_Exercise instructions:_ Count every line below in which "AudioFormat" occurs, then give only the count.

_Information supplied:_
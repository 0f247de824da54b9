//! Duplex connection to the synthesis service and the per-task state machine.

pub mod connection;
pub mod mock;
pub mod session;
pub mod websocket;

pub use connection::{ConnectRequest, Connector, FrameHandler, InboundFrame, Link};
pub use mock::ScriptedConnector;
pub use session::{NoopObserver, SessionObserver, SessionTimeouts, SynthesisSession, TaskState};
pub use websocket::WebSocketConnector;
//! Audio formats offered by the synthesis service.

use serde::{Deserialize, Serialize};

/// Output format requested in `run-task`.
///
/// Each variant fixes the container/codec, sample rate and bit rate.
#[derive(Debug, Clone, Copy, PartialEq, Eq, Hash, Serialize, Deserialize)]
pub enum AudioFormat {
    #[serde(rename = "default")]
    Default,

    #[serde(rename = "wav_8000hz_mono_16bit")]
    Wav8000HzMono16Bit,
    #[serde(rename = "wav_16000hz_mono_16bit")]
    Wav16000HzMono16Bit,
    #[serde(rename = "wav_22050hz_mono_16bit")]
    Wav22050HzMono16Bit,
    #[serde(rename = "wav_24000hz_mono_16bit")]
    Wav24000HzMono16Bit,
    #[serde(rename = "wav_44100hz_mono_16bit")]
    Wav44100HzMono16Bit,
    #[serde(rename = "wav_48000hz_mono_16bit")]
    Wav48000HzMono16Bit,

    #[serde(rename = "mp3_8000hz_mono_128kbps")]
    Mp38000HzMono128Kbps,
    #[serde(rename = "mp3_16000hz_mono_128kbps")]
    Mp316000HzMono128Kbps,
    #[serde(rename = "mp3_22050hz_mono_256kbps")]
    Mp322050HzMono256Kbps,
    #[serde(rename = "mp3_24000hz_mono_256kbps")]
    Mp324000HzMono256Kbps,
    #[serde(rename = "mp3_44100hz_mono_256kbps")]
    Mp344100HzMono256Kbps,
    #[serde(rename = "mp3_48000hz_mono_256kbps")]
    Mp348000HzMono256Kbps,

    #[serde(rename = "pcm_8000hz_mono_16bit")]
    Pcm8000HzMono16Bit,
    #[serde(rename = "pcm_16000hz_mono_16bit")]
    Pcm16000HzMono16Bit,
    #[serde(rename = "pcm_22050hz_mono_16bit")]
    Pcm22050HzMono16Bit,
    #[serde(rename = "pcm_24000hz_mono_16bit")]
    Pcm24000HzMono16Bit,
    #[serde(rename = "pcm_44100hz_mono_16bit")]
    Pcm44100HzMono16Bit,
    #[serde(rename = "pcm_48000hz_mono_16bit")]
    Pcm48000HzMono16Bit,

    #[serde(rename = "opus_8khz_mono_16kbps")]
    Opus8KhzMono16Kbps,
    #[serde(rename = "opus_8khz_mono_32kbps")]
    Opus8KhzMono32Kbps,
    #[serde(rename = "opus_16khz_mono_16kbps")]
    Opus16KhzMono16Kbps,
    #[serde(rename = "opus_16khz_mono_32kbps")]
    Opus16KhzMono32Kbps,
    #[serde(rename = "opus_16khz_mono_64kbps")]
    Opus16KhzMono64Kbps,
    #[serde(rename = "opus_24khz_mono_16kbps")]
    Opus24KhzMono16Kbps,
    #[serde(rename = "opus_24khz_mono_32kbps")]
    Opus24KhzMono32Kbps,
    #[serde(rename = "opus_24khz_mono_64kbps")]
    Opus24KhzMono64Kbps,
    #[serde(rename = "opus_48khz_mono_16kbps")]
    Opus48KhzMono16Kbps,
    #[serde(rename = "opus_48khz_mono_32kbps")]
    Opus48KhzMono32Kbps,
    #[serde(rename = "opus_48khz_mono_64kbps")]
    Opus48KhzMono64Kbps,
}

impl AudioFormat {
    /// (format, sample rate, bit rate) as announced on the wire.
    ///
    /// `Default` is resolved to mp3 at 22050 Hz.
    fn spec(self) -> (&'static str, u32, u32) {
        use AudioFormat::*;
        match self {
            Default => ("mp3", 22050, 0),

            Wav8000HzMono16Bit => ("wav", 8000, 16),
            Wav16000HzMono16Bit => ("wav", 16000, 16),
            Wav22050HzMono16Bit => ("wav", 22050, 16),
            Wav24000HzMono16Bit => ("wav", 24000, 16),
            Wav44100HzMono16Bit => ("wav", 44100, 16),
            Wav48000HzMono16Bit => ("wav", 48000, 16),

            Mp38000HzMono128Kbps => ("mp3", 8000, 128),
            Mp316000HzMono128Kbps => ("mp3", 16000, 128),
            Mp322050HzMono256Kbps => ("mp3", 22050, 256),
            Mp324000HzMono256Kbps => ("mp3", 24000, 256),
            Mp344100HzMono256Kbps => ("mp3", 44100, 256),
            Mp348000HzMono256Kbps => ("mp3", 48000, 256),

            Pcm8000HzMono16Bit => ("pcm", 8000, 16),
            Pcm16000HzMono16Bit => ("pcm", 16000, 16),
            Pcm22050HzMono16Bit => ("pcm", 22050, 16),
            Pcm24000HzMono16Bit => ("pcm", 24000, 16),
            Pcm44100HzMono16Bit => ("pcm", 44100, 16),
            Pcm48000HzMono16Bit => ("pcm", 48000, 16),

            Opus8KhzMono16Kbps => ("opus", 8000, 16),
            Opus8KhzMono32Kbps => ("opus", 8000, 32),
            Opus16KhzMono16Kbps => ("opus", 16000, 16),
            Opus16KhzMono32Kbps => ("opus", 16000, 32),
            Opus16KhzMono64Kbps => ("opus", 16000, 64),
            Opus24KhzMono16Kbps => ("opus", 24000, 16),
            Opus24KhzMono32Kbps => ("opus", 24000, 32),
            Opus24KhzMono64Kbps => ("opus", 24000, 64),
            Opus48KhzMono16Kbps => ("opus", 48000, 16),
            Opus48KhzMono32Kbps => ("opus", 48000, 32),
            Opus48KhzMono64Kbps => ("opus", 48000, 64),
        }
    }

    /// Container/codec name sent as `parameters.format`.
    pub fn format(self) -> &'static str {
        self.spec().0
    }

    pub fn sample_rate(self) -> u32 {
        self.spec().1
    }

    pub fn channels(self) -> &'static str {
        "mono"
    }

    /// Nominal bit rate (bits per sample for wav/pcm, kbps for compressed formats).
    pub fn bit_rate(self) -> u32 {
        self.spec().2
    }

    pub fn is_opus(self) -> bool {
        self.format() == "opus"
    }

    /// True for raw 16-bit PCM, the only format the playback process accepts.
    pub fn is_raw_pcm(self) -> bool {
        self.format() == "pcm"
    }
}

impl std::fmt::Display for AudioFormat {
    fn fmt(&self, f: &mut std::fmt::Formatter<'_>) -> std::fmt::Result {
        write!(
            f,
            "{} with {}Hz sample rate, {} channel, {}",
            self.format().to_uppercase(),
            self.sample_rate(),
            self.channels(),
            self.bit_rate()
        )
    }
}

#[cfg(test)]
mod tests {
    use super::*;

    #[test]
    fn default_resolves_to_mp3_22050() {
        assert_eq!(AudioFormat::Default.format(), "mp3");
        assert_eq!(AudioFormat::Default.sample_rate(), 22050);
    }

    #[test]
    fn pcm_16k_is_raw_pcm() {
        let format = AudioFormat::Pcm16000HzMono16Bit;
        assert_eq!(format.format(), "pcm");
        assert_eq!(format.sample_rate(), 16000);
        assert_eq!(format.bit_rate(), 16);
        assert!(format.is_raw_pcm());
        assert!(!format.is_opus());
    }

    #[test]
    fn opus_reports_kbps() {
        let format = AudioFormat::Opus24KhzMono64Kbps;
        assert!(format.is_opus());
        assert_eq!(format.sample_rate(), 24000);
        assert_eq!(format.bit_rate(), 64);
    }

    #[test]
    fn deserializes_from_config_name() {
        let format: AudioFormat = serde_json::from_str(r#""pcm_16000hz_mono_16bit""#).unwrap();
        assert_eq!(format, AudioFormat::Pcm16000HzMono16Bit);
    }

    #[test]
    fn display_mentions_rate() {
        let text = AudioFormat::Wav24000HzMono16Bit.to_string();
        assert_eq!(text, "WAV with 24000Hz sample rate, mono channel, 16");
    }
}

_Written response:_ 11